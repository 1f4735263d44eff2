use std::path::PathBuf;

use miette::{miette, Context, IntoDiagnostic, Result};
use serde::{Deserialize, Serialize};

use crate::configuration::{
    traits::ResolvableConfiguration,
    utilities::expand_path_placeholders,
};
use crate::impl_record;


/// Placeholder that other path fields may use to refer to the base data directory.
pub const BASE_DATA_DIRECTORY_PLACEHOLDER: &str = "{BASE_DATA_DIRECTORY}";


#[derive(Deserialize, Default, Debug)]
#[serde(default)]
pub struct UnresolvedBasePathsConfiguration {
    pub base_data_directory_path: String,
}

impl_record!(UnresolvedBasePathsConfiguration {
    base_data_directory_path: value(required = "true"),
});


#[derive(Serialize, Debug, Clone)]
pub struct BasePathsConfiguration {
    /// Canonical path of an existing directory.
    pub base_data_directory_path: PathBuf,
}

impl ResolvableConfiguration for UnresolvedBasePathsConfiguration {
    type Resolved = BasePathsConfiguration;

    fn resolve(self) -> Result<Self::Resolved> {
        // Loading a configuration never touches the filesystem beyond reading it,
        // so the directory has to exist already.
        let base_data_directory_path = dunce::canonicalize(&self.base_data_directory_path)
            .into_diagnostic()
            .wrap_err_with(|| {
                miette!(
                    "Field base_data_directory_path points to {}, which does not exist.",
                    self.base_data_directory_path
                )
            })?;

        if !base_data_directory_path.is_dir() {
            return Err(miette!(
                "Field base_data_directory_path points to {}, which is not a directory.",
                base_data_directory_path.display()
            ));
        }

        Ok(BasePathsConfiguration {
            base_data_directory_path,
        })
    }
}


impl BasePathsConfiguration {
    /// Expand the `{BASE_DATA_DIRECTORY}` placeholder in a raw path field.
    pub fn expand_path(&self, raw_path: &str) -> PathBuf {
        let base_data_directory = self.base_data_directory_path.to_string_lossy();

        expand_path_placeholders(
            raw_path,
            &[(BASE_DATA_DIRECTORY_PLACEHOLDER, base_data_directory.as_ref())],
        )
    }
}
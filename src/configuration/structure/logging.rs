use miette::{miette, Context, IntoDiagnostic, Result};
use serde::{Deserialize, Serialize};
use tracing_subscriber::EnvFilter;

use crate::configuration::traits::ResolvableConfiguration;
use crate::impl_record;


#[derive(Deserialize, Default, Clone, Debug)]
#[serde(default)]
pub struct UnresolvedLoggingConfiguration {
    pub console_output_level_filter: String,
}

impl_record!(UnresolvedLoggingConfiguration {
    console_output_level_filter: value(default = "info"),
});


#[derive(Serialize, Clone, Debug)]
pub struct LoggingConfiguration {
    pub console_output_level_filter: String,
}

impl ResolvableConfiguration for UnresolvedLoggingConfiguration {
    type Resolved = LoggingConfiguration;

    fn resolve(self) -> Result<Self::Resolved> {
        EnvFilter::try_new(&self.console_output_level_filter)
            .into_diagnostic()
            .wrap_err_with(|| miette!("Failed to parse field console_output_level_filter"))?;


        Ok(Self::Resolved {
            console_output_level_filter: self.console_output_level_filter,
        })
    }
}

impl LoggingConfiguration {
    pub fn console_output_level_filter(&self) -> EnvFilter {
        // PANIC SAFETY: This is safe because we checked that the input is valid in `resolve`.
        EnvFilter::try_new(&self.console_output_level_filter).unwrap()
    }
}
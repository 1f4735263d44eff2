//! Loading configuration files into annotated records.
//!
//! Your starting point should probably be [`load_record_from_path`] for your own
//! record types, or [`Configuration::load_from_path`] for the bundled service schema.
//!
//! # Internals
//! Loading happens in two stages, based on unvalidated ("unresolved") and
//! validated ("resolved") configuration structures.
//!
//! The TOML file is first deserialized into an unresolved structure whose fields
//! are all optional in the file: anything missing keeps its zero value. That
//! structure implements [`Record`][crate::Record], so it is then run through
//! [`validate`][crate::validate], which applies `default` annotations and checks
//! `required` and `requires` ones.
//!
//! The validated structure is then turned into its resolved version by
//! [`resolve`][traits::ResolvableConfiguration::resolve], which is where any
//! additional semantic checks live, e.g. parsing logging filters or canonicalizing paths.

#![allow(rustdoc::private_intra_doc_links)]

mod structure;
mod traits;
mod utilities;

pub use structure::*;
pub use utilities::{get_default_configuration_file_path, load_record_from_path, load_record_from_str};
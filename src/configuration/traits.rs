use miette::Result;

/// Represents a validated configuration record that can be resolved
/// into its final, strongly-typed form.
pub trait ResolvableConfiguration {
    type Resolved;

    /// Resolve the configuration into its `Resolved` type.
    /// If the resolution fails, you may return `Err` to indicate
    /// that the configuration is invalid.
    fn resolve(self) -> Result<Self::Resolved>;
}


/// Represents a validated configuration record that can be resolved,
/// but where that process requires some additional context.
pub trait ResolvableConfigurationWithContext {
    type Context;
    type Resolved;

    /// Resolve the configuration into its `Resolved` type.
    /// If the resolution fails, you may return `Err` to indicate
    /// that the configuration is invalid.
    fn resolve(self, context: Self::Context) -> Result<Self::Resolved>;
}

• **Prompt**
Find all lines holding the word "additional" in the records above and copy them.

• **Exercise result**
//! additional semantic checks live, e.g. parsing logging filters or canonicalizing paths.
/// but where that process requires some additional context.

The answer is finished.